Temporally, costs generally increased over time per species for both species groups. However, costs of the worst species grew more than the others before and after the list was published in the year 2000 (11-fold vs. seven-fold), but only slightly so for management investment (three-fold vs. two-fold). As one of the aims of inclusion of species on the worst species list was to increase societal awareness, such an increase in communications does not appear to have succeeded to substantially boost management investments for the worst species compared to other invaders. Conversely, damage costs have increased at a much greater rate for both the worst and other species than management. As rates of invasion continue to increase worldwide (Seebens et al. 2017, 2021), it is expected that such costs will continue to rise, and perhaps especially for other species as novel invasions might be accompanied with novel economic impacts. Indeed, the fact that only one of the previously listed worst species has been successfully eradicated illustrates the challenges and shortcomings of invader management more broadly (Luque et al. 2013). Given the cost effectiveness of early-stage invasion management compared to long-term control (Leung et al. 2002), increased investments should be made to prevent introduction of invasive species—both inside and outside of the list. Such interventions could take several forms depending on the pathway of introduction, such as the implementation of airport checks for alien taxa in transit, more efficacious ballast water regulations or tighter restrictions on the trade of exotic pets.

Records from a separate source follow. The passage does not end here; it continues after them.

//! Post-merge normalization

use crate::schema::{Normalization, Schema};
use crate::value::Value;
use once_cell::sync::Lazy;
use regex::Regex;
use std::collections::BTreeMap;

static REPEATED_SLASHES: Lazy<Regex> = Lazy::new(|| Regex::new("/{2,}").expect("valid regex"));

/// `/beer`, `beer/` and `//beer//` all become `/beer/`. An empty prefix becomes `/`.
pub fn normalize_url_prefix(prefix: &str) -> String {
    let wrapped = format!("/{}/", prefix.trim());
    REPEATED_SLASHES.replace_all(&wrapped, "/").into_owned()
}

/// Apply each item's normalization to its merged value. Nulls are left alone.
pub fn normalize(schema: &Schema, values: &mut BTreeMap<String, Value>) {
    for item in schema.items() {
        let Some(rule) = item.normalize else {
            continue;
        };
        if let Some(Value::Str(current)) = values.get_mut(&item.name) {
            *current = match rule {
                Normalization::UrlPrefix => normalize_url_prefix(current),
            };
        }
    }
}
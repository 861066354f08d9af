//! Built-in Beer Garden client items

use super::item::{ConfigItem, Normalization};
use super::Schema;
use crate::value::{ItemType, Value};
use once_cell::sync::Lazy;

pub const ENV_PREFIX: &str = "BG_";

/// Items that make up the connection info handed to the REST client.
pub const CONNECTION_ITEMS: &[&str] = &[
    "bg_host",
    "bg_port",
    "ssl_enabled",
    "api_version",
    "ca_cert",
    "client_cert",
    "url_prefix",
    "ca_verify",
    "username",
    "password",
    "access_token",
    "refresh_token",
];

static BASE_SCHEMA: Lazy<Schema> = Lazy::new(|| {
    Schema::builder(ENV_PREFIX)
        .items(base_items())
        .build()
        .expect("built-in schema is valid")
});

static CONNECTION_SCHEMA: Lazy<Schema> = Lazy::new(|| BASE_SCHEMA.subset(CONNECTION_ITEMS));

pub fn base_schema() -> &'static Schema {
    &BASE_SCHEMA
}

pub fn connection_schema() -> &'static Schema {
    &CONNECTION_SCHEMA
}

fn base_items() -> Vec<ConfigItem> {
    vec![
        // ── Connection ───────────────────────────────────────────────────────────
        ConfigItem::new("bg_host", ItemType::Str)
            .description("Beer Garden hostname")
            .env_name("HOST")
            .required(true)
            .deprecated_key("host")
            .deprecated_env("BG_WEB_HOST"),
        ConfigItem::new("bg_port", ItemType::Int)
            .description("Beer Garden port")
            .default_value(Value::Int(2337))
            .env_name("PORT")
            .deprecated_key("port")
            .deprecated_env("BG_WEB_PORT"),
        ConfigItem::new("ssl_enabled", ItemType::Bool)
            .description("Use SSL when communicating with Beer Garden")
            .default_value(true),
        ConfigItem::new("api_version", ItemType::Int)
            .description("Beer Garden API version to use (latest when unset)"),
        ConfigItem::new("ca_cert", ItemType::Str)
            .description("CA certificate to use when verifying the server certificate")
            .deprecated_env("BG_SSL_CA_CERT"),
        ConfigItem::new("client_cert", ItemType::Str)
            .description("Client certificate to present to Beer Garden")
            .deprecated_env("BG_SSL_CLIENT_CERT"),
        ConfigItem::new("url_prefix", ItemType::Str)
            .description("URL path prefix Beer Garden is served under")
            .normalize(Normalization::UrlPrefix),
        ConfigItem::new("ca_verify", ItemType::Bool)
            .description("Verify the server certificate against the CA certificate")
            .default_value(true),
        // ── Authentication ───────────────────────────────────────────────────────
        ConfigItem::new("username", ItemType::Str).description("Username for authentication"),
        ConfigItem::new("password", ItemType::Str)
            .description("Password for authentication")
            .secret(true),
        ConfigItem::new("access_token", ItemType::Str)
            .description("Access token for authentication")
            .secret(true),
        ConfigItem::new("refresh_token", ItemType::Str)
            .description("Refresh token for authentication")
            .secret(true),
        // ── Client behaviour ─────────────────────────────────────────────────────
        ConfigItem::new("client_timeout", ItemType::Float)
            .description("Seconds to wait for a response (negative or unset waits forever)"),
        ConfigItem::new("log_level", ItemType::Str)
            .description("Log level for the client")
            .default_value("INFO"),
    ]
}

Overall, whilst the present study compiled available information on economic costs of species included in and excluded from the IUCN “100 of the world’s worst” invasive species list, a large share (40%) of worst species lacked robust economic cost appraisals. This reflects a wider absence of cost estimation in invasion science—while we acknowledge that the InvaCost data here are not exhaustive. Nonetheless, the proportionate extent of cost reporting (60 of 100 with robust data) for listed species is far higher considering the very low cost reporting for other, unlisted species (463 overall, relative to all known invaders worldwide, of ca. 14,000 aliens; Cuthbert et al. 2021). Accordingly, our findings suggest that the list effectively increased cost reporting for the worst species, or that they are generally better-studied. We again stress that many of those still lack robust monetary appraisals. Moreover, we note that listed worst species were often selected on the basis of their economic impacts, and so they may simply be more likely to have reported costs. Despite differences identified here, the “true” economic impact of the 100 worst invasive species thus remains unknown, as well as the cost of invasions more broadly. We therefore encourage more resolute cost reporting to quantify the global extent of invasion costs for all invasive taxa.